The Anaheim Fire Department trains recruits on elevator rescue protocols on Friday, April 26, 2019, in Anaheim, Calif. Photo by Carlos Delgado

The first step is resetting the power. Sometimes that fixes the problem, firefighters said. If that doesn’t work, the next step is gaining a better view by looking down the elevator shaft from above or from an adjacent elevator, Anaheim Fire & Rescue Battalion Chief Tim Sandifer explained.

“It’s important for us to practice on these (both hydraulic and traction electric elevators) different rescue techniques and different ways to gain access into the elevators,” said Anaheim Fire & Rescue Captain Brad Oye.

The Anaheim Fire Department trains recruits on elevator rescue protocols on Friday, April 26, 2019, in Anaheim, Calif. Photo by Carlos Delgado

Next, they guide tools into place to unlock the doors, similar to using a wire hanger to unlock a car door.

If a person were trapped inside, the firefighters have several options. They can pull the person through an escape hatch in the ceiling or open the doors to the building so the person can get out if the elevator is positioned right.

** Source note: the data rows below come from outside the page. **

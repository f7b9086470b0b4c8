//! HTTP client for the wake backend.
//!
//! One client is shared by every session's adapter; requests are
//! multiplexed by the `session_id` field of the envelope.

use crate::protocol::{WakeMethod, WakeRequest, WakeResponse};
use reqwest::Client;
use sake_core::error::{Result, SakeError};
use serde_json::Value;
use std::time::Duration;

const DEFAULT_TIMEOUT: Duration = Duration::from_secs(120);

/// Backend error messages that signal a lost chain connection.
///
/// Receiving one of these flips the owning session's `connected` flag as a
/// side effect of the failing call, whichever operation triggered it.
const CONNECTION_LOST_MESSAGES: [&str; 2] = [
    "Chain instance not connected",
    "Connection to remote host was lost.",
];

/// Client that talks to the wake backend over HTTP.
#[derive(Clone)]
pub struct WakeClient {
    http: Client,
    base_url: String,
}

impl WakeClient {
    /// Creates a client against `base_url` with the default timeout.
    pub fn new(base_url: impl Into<String>) -> Self {
        Self {
            http: Client::builder()
                .timeout(DEFAULT_TIMEOUT)
                .build()
                .unwrap_or_else(|_| Client::new()),
            base_url: base_url.into(),
        }
    }

    pub fn base_url(&self) -> &str {
        &self.base_url
    }

    /// Sends one request and returns the response payload.
    ///
    /// Methods without a payload resolve to `Value::Null`; callers that
    /// expect data validate with [`expect_data`].
    pub async fn request(&self, session_id: &str, method: WakeMethod) -> Result<Value> {
        let method_name = method.name();
        let envelope = WakeRequest {
            session_id: session_id.to_string(),
            method,
        };

        tracing::debug!(target: "sake::network", session = session_id, method = method_name, "request");

        let response = self
            .http
            .post(&self.base_url)
            .json(&envelope)
            .send()
            .await
            .map_err(classify_transport_error)?;

        let status = response.status();
        if !status.is_success() {
            return Err(SakeError::adapter(format!(
                "backend returned HTTP {status} for {method_name}"
            )));
        }

        let payload: WakeResponse = response
            .json()
            .await
            .map_err(|err| SakeError::validation(format!("malformed backend response: {err}")))?;

        if payload.success {
            Ok(payload.data.unwrap_or(Value::Null))
        } else {
            let message = payload
                .error
                .unwrap_or_else(|| format!("{method_name} failed with no error message"));
            Err(classify_backend_error(message))
        }
    }
}

/// Extracts the payload of a method that must return data.
pub fn expect_data(value: Value, method: &str) -> Result<Value> {
    if value.is_null() {
        Err(SakeError::validation(format!(
            "no result returned for {method}"
        )))
    } else {
        Ok(value)
    }
}

/// Maps a backend-reported error message onto the error taxonomy.
pub fn classify_backend_error(message: String) -> SakeError {
    if CONNECTION_LOST_MESSAGES.contains(&message.as_str()) {
        SakeError::ConnectionLost
    } else {
        SakeError::adapter(message)
    }
}

fn classify_transport_error(err: reqwest::Error) -> SakeError {
    // The backend process going away surfaces as a connect or timeout
    // failure, which classifies the same as a reported connection loss.
    if err.is_connect() || err.is_timeout() {
        SakeError::ConnectionLost
    } else {
        SakeError::adapter(format!("backend transport error: {err}"))
    }
}
//! Wire protocol spoken with the wake backend.
//!
//! Requests are JSON keyed by method name; every request carries the
//! session identifier so the backend can multiplex many sessions over one
//! connection. Responses carry a `success` flag plus either a payload or
//! an error message.

use sake_core::account::Address;
use sake_core::adapter::{CallRequest, DeployRequest, NetworkConfig, NetworkDump};
use primitive_types::U256;
use serde::{Deserialize, Serialize};
use serde_json::Value;

/// One request envelope sent to the backend.
#[derive(Debug, Clone, PartialEq, Serialize, Deserialize)]
#[serde(rename_all = "camelCase")]
pub struct WakeRequest {
    /// Session the operation targets
    pub session_id: String,
    #[serde(flatten)]
    pub method: WakeMethod,
}

/// The backend operations, keyed by method name on the wire.
#[derive(Debug, Clone, PartialEq, Serialize, Deserialize)]
#[serde(tag = "method", content = "params", rename_all = "snake_case")]
pub enum WakeMethod {
    CreateChain { config: NetworkConfig },
    ConnectChain { uri: String },
    DisconnectChain,
    GetBalances { addresses: Vec<Address> },
    SetBalance { address: Address, balance: U256 },
    SetLabel { address: Address, label: Option<String> },
    Deploy { request: DeployRequest },
    Call { request: CallRequest },
    Transact { request: CallRequest },
    DumpState,
    LoadState { dump: NetworkDump },
    GetAbi { address: Address },
    Ping,
}

impl WakeMethod {
    /// Wire name of this method, for logging.
    pub fn name(&self) -> &'static str {
        match self {
            Self::CreateChain { .. } => "create_chain",
            Self::ConnectChain { .. } => "connect_chain",
            Self::DisconnectChain => "disconnect_chain",
            Self::GetBalances { .. } => "get_balances",
            Self::SetBalance { .. } => "set_balance",
            Self::SetLabel { .. } => "set_label",
            Self::Deploy { .. } => "deploy",
            Self::Call { .. } => "call",
            Self::Transact { .. } => "transact",
            Self::DumpState => "dump_state",
            Self::LoadState { .. } => "load_state",
            Self::GetAbi { .. } => "get_abi",
            Self::Ping => "ping",
        }
    }
}

/// One response envelope from the backend.
#[derive(Debug, Clone, PartialEq, Serialize, Deserialize)]
#[serde(rename_all = "camelCase")]
pub struct WakeResponse {
    pub success: bool,
    #[serde(default)]
    pub data: Option<Value>,
    #[serde(default)]
    pub error: Option<String>,
}

/// One entry of a `get_balances` response.
#[derive(Debug, Clone, PartialEq, Serialize, Deserialize)]
#[serde(rename_all = "camelCase")]
pub struct BalanceEntry {
    pub address: Address,
    pub balance: U256,
}

#[cfg(test)]
mod tests {
    use super::*;
    use serde_json::json;

    #[test]
    fn test_request_carries_method_name_and_session_id() {
        let request = WakeRequest {
            session_id: "s1".to_string(),
            method: WakeMethod::Ping,
        };
        let value = serde_json::to_value(&request).unwrap();
        assert_eq!(value["sessionId"], "s1");
        assert_eq!(value["method"], "ping");
    }

    #[test]
    fn test_method_params_are_nested() {
        let request = WakeRequest {
            session_id: "s1".to_string(),
            method: WakeMethod::ConnectChain {
                uri: "http://127.0.0.1:8545".to_string(),
            },
        };
        let value = serde_json::to_value(&request).unwrap();
        assert_eq!(value["method"], "connect_chain");
        assert_eq!(value["params"]["uri"], "http://127.0.0.1:8545");
    }

    #[test]
    fn test_balance_serializes_as_hex_string() {
        let request = WakeRequest {
            session_id: "s1".to_string(),
            method: WakeMethod::SetBalance {
                address: Address::new("0xAA"),
                balance: U256::from(1_000_000u64),
            },
        };
        let value = serde_json::to_value(&request).unwrap();
        assert_eq!(value["params"]["address"], "0xaa");
        assert!(value["params"]["balance"].is_string());
    }

    #[test]
    fn test_response_with_missing_fields_deserializes() {
        let response: WakeResponse = serde_json::from_value(json!({"success": true})).unwrap();
        assert!(response.success);
        assert!(response.data.is_none());
        assert!(response.error.is_none());
    }
}
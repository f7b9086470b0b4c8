//! Account domain model.
//!
//! Addresses are normalized to lowercase hex at every construction point,
//! so store membership checks are exact-match safe regardless of the casing
//! the backend or the user supplied.

use primitive_types::U256;
use serde::{Deserialize, Serialize};
use std::fmt;

/// A chain address, held in normalized (lowercase hex) form.
///
/// Equality and hashing operate on the normalized form, which makes two
/// addresses differing only in checksum casing compare equal.
#[derive(Debug, Clone, PartialEq, Eq, Hash, PartialOrd, Ord, Serialize, Deserialize)]
#[serde(from = "String", into = "String")]
pub struct Address(String);

impl Address {
    /// Creates an address from any casing of a hex string.
    pub fn new(raw: impl AsRef<str>) -> Self {
        Self(raw.as_ref().trim().to_lowercase())
    }

    /// Returns the normalized string form.
    pub fn as_str(&self) -> &str {
        &self.0
    }
}

impl fmt::Display for Address {
    fn fmt(&self, f: &mut fmt::Formatter<'_>) -> fmt::Result {
        f.write_str(&self.0)
    }
}

impl From<&str> for Address {
    fn from(raw: &str) -> Self {
        Self::new(raw)
    }
}

impl From<String> for Address {
    fn from(raw: String) -> Self {
        Self::new(raw)
    }
}

impl From<Address> for String {
    fn from(address: Address) -> Self {
        address.0
    }
}

/// An account visible in a session's account store.
#[derive(Debug, Clone, PartialEq, Serialize, Deserialize)]
#[serde(rename_all = "camelCase")]
pub struct Account {
    /// Normalized lowercase address
    pub address: Address,
    /// Current balance in base units
    pub balance: U256,
    /// Optional user-assigned nickname
    #[serde(default, skip_serializing_if = "Option::is_none")]
    pub nickname: Option<String>,
}

impl Account {
    /// Creates an account with no nickname.
    pub fn new(address: impl Into<Address>, balance: U256) -> Self {
        Self {
            address: address.into(),
            balance,
            nickname: None,
        }
    }
}
//! File storage primitives.

mod atomic_json;

pub use atomic_json::AtomicJsonFile;
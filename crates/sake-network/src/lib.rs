//! Wake backend integration.
//!
//! Implements the `sake-core` network-adapter port against the
//! out-of-process wake server: a JSON request/response protocol keyed by
//! method name, multiplexing many sessions over one HTTP connection.

pub mod adapter;
pub mod client;
pub mod protocol;

pub use adapter::WakeAdapter;
pub use client::WakeClient;
pub use protocol::{BalanceEntry, WakeMethod, WakeRequest, WakeResponse};
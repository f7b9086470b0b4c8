//! Contract domain models.
//!
//! Two distinct populations live here: contracts compiled from workspace
//! sources (shared across every session, because compilation is a
//! workspace-wide concept) and contracts deployed or discovered on a
//! particular session's chain.

use crate::account::Address;
use primitive_types::U256;
use serde::{Deserialize, Serialize};
use serde_json::Value;

/// A contract produced by the workspace compiler.
///
/// Lives in the single global compiled-contract store; all sessions observe
/// the same set.
#[derive(Debug, Clone, PartialEq, Serialize, Deserialize)]
#[serde(rename_all = "camelCase")]
pub struct CompiledContract {
    /// Fully-qualified name, e.g. `contracts/Token.sol:Token`
    pub fqn: String,
    /// Short display name
    pub name: String,
    /// Contract ABI as produced by the compiler
    pub abi: Value,
    /// Whether the artifact can be deployed (abstract contracts and
    /// interfaces cannot)
    pub is_deployable: bool,
}

/// An implementation contract discovered behind a proxy.
#[derive(Debug, Clone, PartialEq, Serialize, Deserialize)]
#[serde(rename_all = "camelCase")]
pub struct ImplementationContract {
    /// Identifier used for explicit removal
    pub id: String,
    /// Implementation address, if the backend could resolve one
    #[serde(default, skip_serializing_if = "Option::is_none")]
    pub address: Option<Address>,
    /// Implementation ABI
    pub abi: Value,
    /// Display name, if known
    #[serde(default, skip_serializing_if = "Option::is_none")]
    pub name: Option<String>,
}

/// A contract present on a session's chain.
///
/// Deployed either from a compiled artifact (carries the artifact's
/// fully-qualified name) or discovered on-chain by address (no source
/// artifact, `fqn` is `None`).
#[derive(Debug, Clone, PartialEq, Serialize, Deserialize)]
#[serde(rename_all = "camelCase")]
pub struct DeployedContract {
    /// Normalized lowercase address
    pub address: Address,
    /// Display name
    pub name: String,
    /// Fully-qualified name of the source artifact, when deployed from one
    #[serde(default, skip_serializing_if = "Option::is_none")]
    pub fqn: Option<String>,
    /// Contract ABI
    pub abi: Value,
    /// Last observed balance, if queried
    #[serde(default, skip_serializing_if = "Option::is_none")]
    pub balance: Option<U256>,
    /// Implementation chain discovered behind a proxy. Append-only except
    /// for explicit removal by id.
    #[serde(default, skip_serializing_if = "Vec::is_empty")]
    pub proxy_for: Vec<ImplementationContract>,
}

impl DeployedContract {
    /// Creates a record for a contract deployed from a compiled artifact.
    pub fn from_artifact(
        address: impl Into<Address>,
        name: impl Into<String>,
        fqn: impl Into<String>,
        abi: Value,
    ) -> Self {
        Self {
            address: address.into(),
            name: name.into(),
            fqn: Some(fqn.into()),
            abi,
            balance: None,
            proxy_for: Vec::new(),
        }
    }

    /// Creates a record for a contract discovered on-chain.
    pub fn onchain(address: impl Into<Address>, name: impl Into<String>, abi: Value) -> Self {
        Self {
            address: address.into(),
            name: name.into(),
            fqn: None,
            abi,
            balance: None,
            proxy_for: Vec::new(),
        }
    }
}

#[cfg(test)]
mod tests {
    use super::*;
    use serde_json::json;

    #[test]
    fn test_deployed_contract_address_is_normalized() {
        let contract = DeployedContract::onchain("0xDEAD", "Found", json!([]));
        assert_eq!(contract.address.as_str(), "0xdead");
        assert!(contract.fqn.is_none());
    }

    #[test]
    fn test_missing_optional_fields_take_defaults() {
        let json = json!({
            "address": "0xaa",
            "name": "Token",
            "abi": []
        });
        let contract: DeployedContract = serde_json::from_value(json).unwrap();
        assert!(contract.proxy_for.is_empty());
        assert!(contract.balance.is_none());
    }
}
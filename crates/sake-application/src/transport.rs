//! UI transport abstraction.
//!
//! The bridge does not know what renders the UI; it hands every outbound
//! envelope to an injected transport. Delivery is fire-and-forget from the
//! bridge's point of view: a gone receiver must never fail a session
//! operation.

use crate::message::UiMessage;
use tokio::sync::mpsc;

/// Outbound half of the process boundary.
pub trait UiTransport: Send + Sync {
    fn send(&self, message: UiMessage);
}

/// Transport backed by an in-process channel.
///
/// The production host forwards the receiver's items over its actual IPC
/// mechanism; tests read them directly.
pub struct ChannelTransport {
    sender: mpsc::UnboundedSender<UiMessage>,
}

impl ChannelTransport {
    pub fn new() -> (Self, mpsc::UnboundedReceiver<UiMessage>) {
        let (sender, receiver) = mpsc::unbounded_channel();
        (Self { sender }, receiver)
    }
}

impl UiTransport for ChannelTransport {
    fn send(&self, message: UiMessage) {
        // Receiver gone means no UI is attached; skip silently.
        let _ = self.sender.send(message);
    }
}

#[cfg(test)]
mod tests {
    use super::*;
    use crate::message::StateId;
    use serde_json::json;

    #[test]
    fn test_messages_arrive_in_send_order() {
        let (transport, mut receiver) = ChannelTransport::new();
        transport.send(UiMessage::StateUpdate {
            state_id: StateId::Accounts,
            payload: json!([1]),
        });
        transport.send(UiMessage::StateUpdate {
            state_id: StateId::History,
            payload: json!([2]),
        });

        let first = receiver.try_recv().unwrap();
        let second = receiver.try_recv().unwrap();
        assert!(matches!(
            first,
            UiMessage::StateUpdate {
                state_id: StateId::Accounts,
                ..
            }
        ));
        assert!(matches!(
            second,
            UiMessage::StateUpdate {
                state_id: StateId::History,
                ..
            }
        ));
    }

    #[test]
    fn test_send_without_receiver_does_not_panic() {
        let (transport, receiver) = ChannelTransport::new();
        drop(receiver);
        transport.send(UiMessage::StateUpdate {
            state_id: StateId::Chains,
            payload: json!([]),
        });
    }
}
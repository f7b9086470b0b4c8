//! Session domain models.

use crate::account::Account;
use crate::adapter::NetworkDump;
use crate::contract::DeployedContract;
use crate::error::Result;
use crate::fingerprint::fingerprint;
use crate::transaction::TransactionRecord;
use serde::{Deserialize, Serialize};

/// The two kinds of session, dispatched by `match` at the few points where
/// their behavior differs (how a chain is brought up).
#[derive(Debug, Clone, Copy, PartialEq, Eq, Serialize, Deserialize)]
#[serde(rename_all = "snake_case")]
pub enum SessionKind {
    /// A chain spawned and owned by the backend for this session
    LocalNode,
    /// A connection to an already-running chain
    Connection,
}

/// Persistence bookkeeping for one session.
///
/// `is_dirty` is set whenever a state-mutating operation succeeds and
/// cleared only by a successful save.
#[derive(Debug, Clone, PartialEq, Eq, Serialize, Deserialize)]
#[serde(rename_all = "camelCase")]
pub struct PersistenceMeta {
    #[serde(default)]
    pub is_dirty: bool,
    #[serde(default)]
    pub is_autosave_enabled: bool,
    /// Epoch milliseconds of the last successful save
    #[serde(default, skip_serializing_if = "Option::is_none")]
    pub last_save_timestamp: Option<i64>,
}

impl Default for PersistenceMeta {
    fn default() -> Self {
        Self {
            is_dirty: false,
            is_autosave_enabled: false,
            last_save_timestamp: None,
        }
    }
}

/// The registry's list view of a session.
#[derive(Debug, Clone, PartialEq, Eq, Serialize, Deserialize)]
#[serde(rename_all = "camelCase")]
pub struct SessionInfo {
    pub id: String,
    pub display_name: String,
    pub kind: SessionKind,
    pub connected: bool,
}

/// The serializable state subset a fingerprint is computed over.
///
/// Borrowed form so dumping does not clone three vectors twice.
#[derive(Serialize)]
#[serde(rename_all = "camelCase")]
pub struct StateSubset<'a> {
    pub accounts: &'a [Account],
    pub deployments: &'a [DeployedContract],
    pub history: &'a [TransactionRecord],
}

/// A complete dump of one session: store contents plus the authoritative
/// chain dump pulled from the backend, with an integrity fingerprint.
///
/// This is what the persistence layer serializes and what session
/// restoration consumes.
#[derive(Debug, Clone, PartialEq, Serialize, Deserialize)]
#[serde(rename_all = "camelCase")]
pub struct SessionSnapshot {
    pub id: String,
    pub display_name: String,
    pub kind: SessionKind,
    #[serde(default)]
    pub accounts: Vec<Account>,
    #[serde(default)]
    pub deployments: Vec<DeployedContract>,
    #[serde(default)]
    pub history: Vec<TransactionRecord>,
    pub network: NetworkDump,
    pub state_fingerprint: String,
    #[serde(default)]
    pub persistence: PersistenceMeta,
}

impl SessionSnapshot {
    /// Recomputes the fingerprint over the snapshot's state subset.
    ///
    /// Used best-effort on load to detect drift between the dump and the
    /// expected state; a mismatch is reported, never fatal.
    pub fn compute_fingerprint(&self) -> Result<String> {
        fingerprint(&StateSubset {
            accounts: &self.accounts,
            deployments: &self.deployments,
            history: &self.history,
        })
    }
}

If the elevator is hydraulic, firefighters can slowly lower the car into a position that makes it easier for people to walk out.

“We can manipulate (the locks) in a certain way around the door to unlock the interlock without causing any damage, which is really the key component to all this,” Houghton said. “It’s faster than forcible entry, it maintains the integrity of the building, it doesn’t damage any of the building owner’s property, and it gets the people out of their trapped situation very quickly.”